Is this the kind of person that stares and you look at them and they continue staring XD


----------



## Lauren222 (Apr 10, 2021)

Meerkats!


----------



## Ewok City (Sep 21, 2020)

Sinuous said:


> Cockroaches


Just to let you know, cockroaches loves feeding on the oil inside our ears. (Your ears are cockroach heaven and that’s why they keep crawling in there) 

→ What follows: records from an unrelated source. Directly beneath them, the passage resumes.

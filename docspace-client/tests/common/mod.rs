//! Test helper module for docspace-client integration tests.
//!
//! Builds a fully in-memory workspace with short timeouts so background
//! tasks settle quickly under the test runtime.

#![allow(dead_code)]

use docspace_client::config::ClientConfig;
use docspace_client::dtos::SignInRequest;
use docspace_client::models::{
    Document, Identity, IdentityMetadata, NewDocument, Session,
};
use docspace_client::providers::DocumentRepository;
use docspace_client::{MemoryBackends, Workspace};
use std::time::Duration;
use uuid::Uuid;

pub const TEST_PASSWORD: &str = "password-123";

pub struct TestApp {
    pub workspace: Workspace,
    pub backends: MemoryBackends,
}

impl TestApp {
    pub fn spawn() -> Self {
        let mut config = ClientConfig::default();
        config.session.profile_ensure_timeout_ms = 200;
        config.session.guard_recheck_delay_ms = 10;
        let (workspace, backends) = Workspace::in_memory(&config);
        Self {
            workspace,
            backends,
        }
    }

    pub fn register_user(&self, email: &str, role: Option<&str>) -> Identity {
        self.backends.provider.register_user(
            email,
            TEST_PASSWORD,
            IdentityMetadata {
                display_name: None,
                role: role.map(|r| r.to_string()),
            },
        )
    }

    pub async fn sign_in(&self, email: &str) -> Session {
        self.workspace
            .sessions
            .sign_in(SignInRequest {
                email: email.to_string(),
                password: TEST_PASSWORD.to_string(),
            })
            .await
            .expect("sign-in failed")
    }

    pub async fn seed_document(&self, owner_id: Uuid, new: NewDocument) -> Document {
        self.backends
            .documents
            .insert(Document::new(owner_id, new))
            .await
            .expect("failed to seed document")
    }

    pub async fn all_documents(&self) -> Vec<Document> {
        self.backends
            .documents
            .list()
            .await
            .expect("document list failed")
    }

    /// Gives spawned background tasks a chance to settle.
    pub async fn settle(&self) {
        tokio::time::sleep(Duration::from_millis(50)).await;
    }
}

So if you want to give them another good reason to crawl into your ears... I wish you good luck. 😄


----------



## Lauren222 (Apr 10, 2021)

Ewok City said:


> Just to let you know, cockroaches loves feeding on the oil inside our ears. (Your ears are cockroach heaven and that’s why they keep crawling in there)
> 
> So if you want to give them another good reason to crawl into your ears... I wish you good luck. 😄


I’ll never sleep again.
Lol
Thank you. 
😛


----------



## Ewok City (Sep 21, 2020)

Lauren222 said:


> I’ll never sleep again.
> Lol
> Thank you.
> 😛


Oops! 😝


----------



## Electra (Oct 24, 2014)

Lauren222 said:


> I’ll never sleep again.
> Lol
> Thank you.
> 😛


They can also suck out water from the eyes and mouth while people sleep and they can vomit stuff with a sickening smell if they get stressed... when I was on holiday in Germany, I found one in bathtub in the hotel room, and later I nearly sat on one...😓


----------



## Lauren222 (Apr 10, 2021)

Electra said:


> They can also suck out water from the eyes and mouth while people sleep and they can vomit stuff with a sickening smell if they get stressed


😮😮😮

OMG! No please stop loll

My Se inferior just died haha


----------



## Ewok City (Sep 21, 2020)

@Electra ew... 🤢 It wouldn't be a nice experience, bathing in a water filled with crushed remains of a cockroach.


----------



## Lauren222 (Apr 10, 2021)

😱

Note to self: Never click on this thread again.

*Runs out 😁


----------



## Ewok City (Sep 21, 2020)

Lauren222 said:


> 😱
> 
> Note to self: Never click on this thread again.
> 
> *Runs out 😁


Lolll 😂 okay, time to stop! 😆


----------



## Electra (Oct 24, 2014)

Ok, but then you'll never know the worst part...😆


----------



## Ewok City (Sep 21, 2020)

Electra said:


> Ok, but then you'll never know the worst part...😆


🤣🤣🤣 True evil!!


----------



## Electra (Oct 24, 2014)

Nah I'm just kidding 😉😁


----------



## Sinuous (Jun 18, 2021)

Ewok City said:


> Just to let you know, cockroaches loves feeding on the oil inside our ears. (Your ears are cockroach heaven and that’s why they keep crawling in there)
> 
> So if you want to give them another good reason to crawl into your ears... I wish you good luck. 😄


That’s ultimately not true


----------



## Lauren222 (Apr 10, 2021)

You guys are scaring me... but it’s like I want to look away but I can’t haha


----------



## Lauren222 (Apr 10, 2021)

Sinuous said:


> That’s ultimately not true


👏👏👏


----------



## Ewok City (Sep 21, 2020)

Sinuous said:


> That’s ultimately not true


Sure, I'd better be safe than sorry though. 😅 I've had a cockroach crawling on my bed before. When I noticed it, it was already a few centimeters away from my face, near the ear part. 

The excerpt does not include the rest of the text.